The multi-epoch X-ray tale of I Zwicky 1 outflows

TL;DR

This study analyzes long-term X-ray observations of I Zwicky 1, revealing complex, variable warm absorber ionization states driven by gas density and detecting an ultra-fast wind, enhancing understanding of AGN outflows.

Contribution

It provides new insights into the variability and driving mechanisms of warm absorbers and ultra-fast winds in I Zwicky 1 through multi-epoch X-ray analysis.

Findings

Warm absorber ionization states vary unpredictably over time.

Ionization driven by gas density rather than luminosity.

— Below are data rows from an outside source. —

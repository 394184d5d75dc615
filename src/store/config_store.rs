//! Durable store for one configuration document
//!
//! Two live instances (machine-wide, per-user), each with its own directory,
//! debounce timer, and last-written snapshot. Writes go through a temp file
//! in the target directory followed by a rename, so readers never observe a
//! partial document. A flush whose serialized content matches the last
//! written snapshot is skipped entirely.
//!
//! I/O failures are logged and swallowed: the in-memory document stays
//! authoritative and the next debounce cycle retries.

use std::fs;
use std::path::PathBuf;

use serde::de::DeserializeOwned;
use serde::Serialize;
use serde_json::Value;
use tokio::time::Instant;
use tracing::{debug, warn};

use crate::config::merge_into_defaults;
use crate::constants::SAVE_DEBOUNCE;
use crate::error::{ProtocolError, StoreError};
use crate::store::Debounce;

/// A configuration document the store can persist.
pub trait Document: Serialize + DeserializeOwned + Default + Clone {
    /// Wire name of the whole document (`savePersistent` / `saveUser` use it
    /// as the whole-document key).
    const NAME: &'static str;

    /// Top-level keys a client may overwrite individually.
    fn top_level_keys() -> &'static [&'static str];
}

impl Document for crate::config::PersistentConfig {
    const NAME: &'static str = "persistentData";

    fn top_level_keys() -> &'static [&'static str] {
        &["settings", "network", "devices", "favorites"]
    }
}

impl Document for crate::config::UserConfig {
    const NAME: &'static str = "userData";

    fn top_level_keys() -> &'static [&'static str] {
        &["settings"]
    }
}

/// Debounced atomic store for one document.
#[derive(Debug)]
pub struct ConfigStore<T: Document> {
    dir: PathBuf,
    path: PathBuf,
    doc: T,
    last_written: String,
    debounce: Debounce,
}

impl<T: Document> ConfigStore<T> {
    pub fn new(dir: PathBuf, path: PathBuf) -> Self {
        Self {
            dir,
            path,
            doc: T::default(),
            last_written: String::new(),
            debounce: Debounce::new(SAVE_DEBOUNCE),
        }
    }

    /// Load the document from disk.
    ///
    /// Whatever is found is deep-merged onto defaults so every field is
    /// present afterwards. The last-written snapshot is seeded with the
    /// merged result, so an immediately scheduled save with unchanged
    /// content is a no-op. A missing file yields defaults; a malformed file
    /// is logged and yields defaults too.
    pub fn load(&mut self) -> Result<(), StoreError> {
        let defaults = serde_json::to_value(T::default())?;

        let merged = match fs::read_to_string(&self.path) {
            Ok(raw) => match serde_json::from_str::<Value>(&raw) {
                Ok(loaded) => merge_into_defaults(defaults, &loaded),
                Err(err) => {
                    warn!(path = %self.path.display(), %err, "malformed config, using defaults");
                    defaults
                }
            },
            Err(err) if err.kind() == std::io::ErrorKind::NotFound => defaults,
            Err(err) => {
                warn!(path = %self.path.display(), %err, "config unreadable, using defaults");
                defaults
            }
        };

        self.doc = match serde_json::from_value(merged.clone()) {
            Ok(doc) => doc,
            Err(err) => {
                warn!(path = %self.path.display(), %err, "config has invalid field types, using defaults");
                T::default()
            }
        };
        self.last_written = serde_json::to_string_pretty(&self.doc)?;
        Ok(())
    }

    pub fn doc(&self) -> &T {
        &self.doc
    }

    /// Mutable access for the router. The caller is responsible for
    /// scheduling a save afterwards.
    pub fn doc_mut(&mut self) -> &mut T {
        &mut self.doc
    }

    /// Replace or overwrite part of the document from a client payload.
    ///
    /// `key == T::NAME` replaces the whole document (merged onto defaults so
    /// missing fields stay populated); a known top-level key overwrites just
    /// that field. Unknown keys are rejected without touching the document.
    pub fn apply_key(&mut self, key: &str, payload: &Value) -> Result<(), ProtocolError> {
        if key == T::NAME {
            let defaults =
                serde_json::to_value(T::default()).map_err(ProtocolError::InvalidJson)?;
            let merged = merge_into_defaults(defaults, payload);
            self.doc = serde_json::from_value(merged)?;
            return Ok(());
        }

        if !T::top_level_keys().contains(&key) {
            return Err(ProtocolError::UnknownKey(key.to_string()));
        }

        let mut value = serde_json::to_value(&self.doc).map_err(ProtocolError::InvalidJson)?;
        if let Value::Object(map) = &mut value {
            map.insert(key.to_string(), payload.clone());
        }
        self.doc = serde_json::from_value(value)?;
        Ok(())
    }

    /// Arm (or re-arm) this store's debounce timer.
    pub fn schedule_save(&mut self) {
        self.debounce.arm();
    }

    /// Deadline of the pending save, if any.
    pub fn deadline(&self) -> Option<Instant> {
        self.debounce.deadline()
    }

    /// Flush when the debounce deadline has passed.
    pub fn flush_if_due(&mut self, now: Instant) {
        if self.debounce.is_due(now) {
            self.debounce.cancel();
            self.flush();
        }
    }

    /// Cancel any pending timer and flush immediately. Used at shutdown;
    /// failure means losing at most the last debounce window.
    pub fn flush_now(&mut self) {
        self.debounce.cancel();
        self.flush();
    }

    fn flush(&mut self) {
        let json = match serde_json::to_string_pretty(&self.doc) {
            Ok(json) => json,
            Err(err) => {
                warn!(path = %self.path.display(), %err, "failed to serialize config");
                return;
            }
        };

        if json == self.last_written {
            debug!(path = %self.path.display(), "config unchanged, skipping write");
            return;
        }

        match self.write_atomic(&json) {
            Ok(()) => {
                debug!(path = %self.path.display(), bytes = json.len(), "config written");
                self.last_written = json;
            }
            Err(err) => {
                // Snapshot untouched: the next scheduled save retries.
                warn!(path = %self.path.display(), %err, "failed to write config");
            }
        }
    }

    fn write_atomic(&self, json: &str) -> std::io::Result<()> {
        fs::create_dir_all(&self.dir)?;
        let tmp = self.path.with_extension("json.tmp");
        fs::write(&tmp, json)?;
        fs::rename(&tmp, &self.path)
    }
}

#[cfg(test)]
mod tests {
    use super::*;
    use crate::config::{PersistentConfig, UserConfig};
    use proptest::prelude::*;
    use serde_json::json;
    use std::time::Duration;

    fn store_in(dir: &std::path::Path) -> ConfigStore<PersistentConfig> {
        ConfigStore::new(dir.to_path_buf(), dir.join("config.json"))
    }

    #[tokio::test(start_paused = true)]
    async fn test_burst_of_saves_performs_one_write() {
        let tmp = tempfile::tempdir().unwrap();
        let mut store = store_in(tmp.path());
        store.load().unwrap();

        for i in 0..10 {
            store.doc_mut().favorites = vec![format!("stream-{i}")];
            store.schedule_save();
            tokio::time::advance(Duration::from_millis(50)).await;
            // Not due yet: every arm pushed the deadline out again.
            store.flush_if_due(Instant::now());
            assert!(!tmp.path().join("config.json").exists());
        }

        tokio::time::advance(Duration::from_millis(300)).await;
        store.flush_if_due(Instant::now());

        let written: PersistentConfig =
            serde_json::from_str(&fs::read_to_string(tmp.path().join("config.json")).unwrap())
                .unwrap();
        // Only the state at the last call is on disk.
        assert_eq!(written.favorites, vec!["stream-9".to_string()]);
    }

    #[tokio::test(start_paused = true)]
    async fn test_unchanged_content_skips_write() {
        let tmp = tempfile::tempdir().unwrap();
        let mut store = store_in(tmp.path());
        store.load().unwrap();
        store.doc_mut().favorites = vec!["a".into()];
        store.schedule_save();
        tokio::time::advance(Duration::from_millis(300)).await;
        store.flush_if_due(Instant::now());

        let mtime = fs::metadata(tmp.path().join("config.json"))
            .unwrap()
            .modified()
            .unwrap();

        // A read-modify-write cycle that lands on identical content.
        store.doc_mut().favorites = vec!["a".into()];
        store.schedule_save();
        tokio::time::advance(Duration::from_millis(300)).await;
        store.flush_if_due(Instant::now());

        let mtime_after = fs::metadata(tmp.path().join("config.json"))
            .unwrap()
            .modified()
            .unwrap();
        assert_eq!(mtime, mtime_after);
    }

    #[tokio::test(start_paused = true)]
    async fn test_load_seeds_snapshot_no_rewrite() {
        let tmp = tempfile::tempdir().unwrap();

        // First run: a fresh load seeds the snapshot with defaults, so an
        // untouched save writes nothing at all.
        let mut store = store_in(tmp.path());
        store.load().unwrap();
        store.schedule_save();
        tokio::time::advance(Duration::from_millis(300)).await;
        store.flush_if_due(Instant::now());
        assert!(!tmp.path().join("config.json").exists());

        // Persist something real.
        store.doc_mut().favorites = vec!["s1".into()];
        store.schedule_save();
        tokio::time::advance(Duration::from_millis(300)).await;
        store.flush_if_due(Instant::now());
        assert!(tmp.path().join("config.json").exists());
        let mtime = fs::metadata(tmp.path().join("config.json"))
            .unwrap()
            .modified()
            .unwrap();

        // Second run: load then save without any mutation is a no-op.
        let mut store = store_in(tmp.path());
        store.load().unwrap();
        store.schedule_save();
        tokio::time::advance(Duration::from_millis(300)).await;
        store.flush_if_due(Instant::now());
        let mtime_after = fs::metadata(tmp.path().join("config.json"))
            .unwrap()
            .modified()
            .unwrap();
        assert_eq!(mtime, mtime_after);
    }

    #[test]
    fn test_missing_file_yields_defaults() {
        let tmp = tempfile::tempdir().unwrap();
        let mut store = store_in(tmp.path());
        store.load().unwrap();
        assert_eq!(store.doc(), &PersistentConfig::default());
    }

    #[test]
    fn test_malformed_file_yields_defaults() {
        let tmp = tempfile::tempdir().unwrap();
        fs::write(tmp.path().join("config.json"), "{not json").unwrap();
        let mut store = store_in(tmp.path());
        store.load().unwrap();
        assert_eq!(store.doc(), &PersistentConfig::default());
    }

    #[test]
    fn test_partial_file_merges_onto_defaults() {
        let tmp = tempfile::tempdir().unwrap();
        fs::write(
            tmp.path().join("config.json"),
            r#"{ "settings": { "bufferSize": 128 }, "favorites": ["s1"] }"#,
        )
        .unwrap();
        let mut store = store_in(tmp.path());
        store.load().unwrap();
        assert_eq!(store.doc().settings.buffer_size, 128);
        assert!(store.doc().settings.follow_system_audio);
        assert_eq!(store.doc().favorites, vec!["s1".to_string()]);
    }

    #[test]
    fn test_apply_unknown_key_rejected_without_mutation() {
        let tmp = tempfile::tempdir().unwrap();
        let mut store = store_in(tmp.path());
        store.load().unwrap();
        let before = store.doc().clone();

        let err = store.apply_key("bogus", &json!({"x": 1})).unwrap_err();
        assert!(matches!(err, ProtocolError::UnknownKey(k) if k == "bogus"));
        assert_eq!(store.doc(), &before);
    }

    #[test]
    fn test_apply_known_key_overwrites_field() {
        let tmp = tempfile::tempdir().unwrap();
        let mut store = store_in(tmp.path());
        store.load().unwrap();

        store
            .apply_key("favorites", &json!(["one", "two"]))
            .unwrap();
        assert_eq!(
            store.doc().favorites,
            vec!["one".to_string(), "two".to_string()]
        );
    }

    #[test]
    fn test_apply_whole_document_merges_defaults() {
        let tmp = tempfile::tempdir().unwrap();
        let mut store: ConfigStore<UserConfig> =
            ConfigStore::new(tmp.path().to_path_buf(), tmp.path().join("user.json"));
        store.load().unwrap();

        store
            .apply_key("userData", &json!({ "settings": { "sidebarCollapsed": true } }))
            .unwrap();
        assert!(store.doc().settings.sidebar_collapsed);
        assert_eq!(store.doc().settings.window.width, 1280);
    }

    #[tokio::test(start_paused = true)]
    async fn test_write_failure_keeps_memory_and_retries() {
        let tmp = tempfile::tempdir().unwrap();
        let dir = tmp.path().join("late");
        // Store pointed at a directory that does not exist yet and cannot be
        // created because a file sits where the directory should be.
        fs::write(&dir, "blocker").unwrap();
        let mut store: ConfigStore<PersistentConfig> =
            ConfigStore::new(dir.clone(), dir.join("config.json"));
        store.load().unwrap();

        store.doc_mut().favorites = vec!["kept".into()];
        store.schedule_save();
        tokio::time::advance(Duration::from_millis(300)).await;
        store.flush_if_due(Instant::now());

        // Failed write: in-memory state still authoritative.
        assert_eq!(store.doc().favorites, vec!["kept".to_string()]);

        // Unblock the path; a later cycle succeeds with the same content.
        fs::remove_file(&dir).unwrap();
        store.schedule_save();
        tokio::time::advance(Duration::from_millis(300)).await;
        store.flush_if_due(Instant::now());
        let written: PersistentConfig =
            serde_json::from_str(&fs::read_to_string(dir.join("config.json")).unwrap()).unwrap();
        assert_eq!(written.favorites, vec!["kept".to_string()]);
    }

    fn json_leaf() -> impl Strategy<Value = Value> {
        prop_oneof![
            Just(Value::Null),
            any::<bool>().prop_map(Value::from),
            any::<i64>().prop_map(Value::from),
            "[a-z]{0,8}".prop_map(Value::from),
        ]
    }

    fn json_value() -> impl Strategy<Value = Value> {
        json_leaf().prop_recursive(3, 24, 6, |inner| {
            prop_oneof![
                prop::collection::vec(inner.clone(), 0..4).prop_map(Value::from),
                prop::collection::btree_map("[a-z]{1,6}", inner, 0..4)
                    .prop_map(|m| Value::Object(m.into_iter().collect())),
            ]
        })
    }

    proptest! {
        // Merging a merged document onto defaults again changes nothing, so
        // a load/save cycle can never ping-pong the on-disk content.
        #[test]
        fn prop_merge_is_idempotent(loaded in json_value()) {
            let defaults = serde_json::to_value(PersistentConfig::default()).unwrap();
            let once = crate::config::merge_into_defaults(defaults.clone(), &loaded);
            let twice = crate::config::merge_into_defaults(defaults, &once);
            prop_assert_eq!(once, twice);
        }
    }
}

Detection of an ultra-fast wind at 0.26c velocity.

Abstract

The narrow-line Seyfert 1 galaxy I Zwicky 1 shows a unique and complex system of ionised gas in outflow, which consists of an ultra-fast wind and a two-component warm absorber. In the last two decades, XMM-Newton monitored the source multiple times enabling the study of the long-term variability of the various outflows. Plasma in photoionisation equilibrium with the ionising source responds and varies accordingly to any change of the ionising luminosity. However, detailed modelling of the past RGS data has shown no correlation between the plasma ionisation state and the ionising continuum, revealing a complex long-term variability of the multi-phase warm absorber. Here, we present a new observation of I Zwicky 1 by XMM-Newton taken in early 2020 characterised by a lower X-ray flux state. The soft X-ray spectrum from the RGS reveals the two components of the warm absorber with $\log \xi \sim -1.0$ and $\log \xi \sim 1.7$. Comparing our results with the previous observations, the ionisation state of the two absorbing gas components is continuously changing, following the same unpredictable behaviour. The new results strengthen the scenario in which the ionisation state of the warm absorber is driven by the density of the gas rather than the ionising luminosity. In particular, the presence of a radiation driven, inhomogeneous clumpy outflow may explain both the variability in ionisation throughout the years and the line-locked N V system observed in the UV band. Finally, the EPIC-pn spectrum reveals an ultra-fast wind with an outflow velocity of $\sim 0.26c$ and ionisation parameter of $\log \xi \sim 3.8$.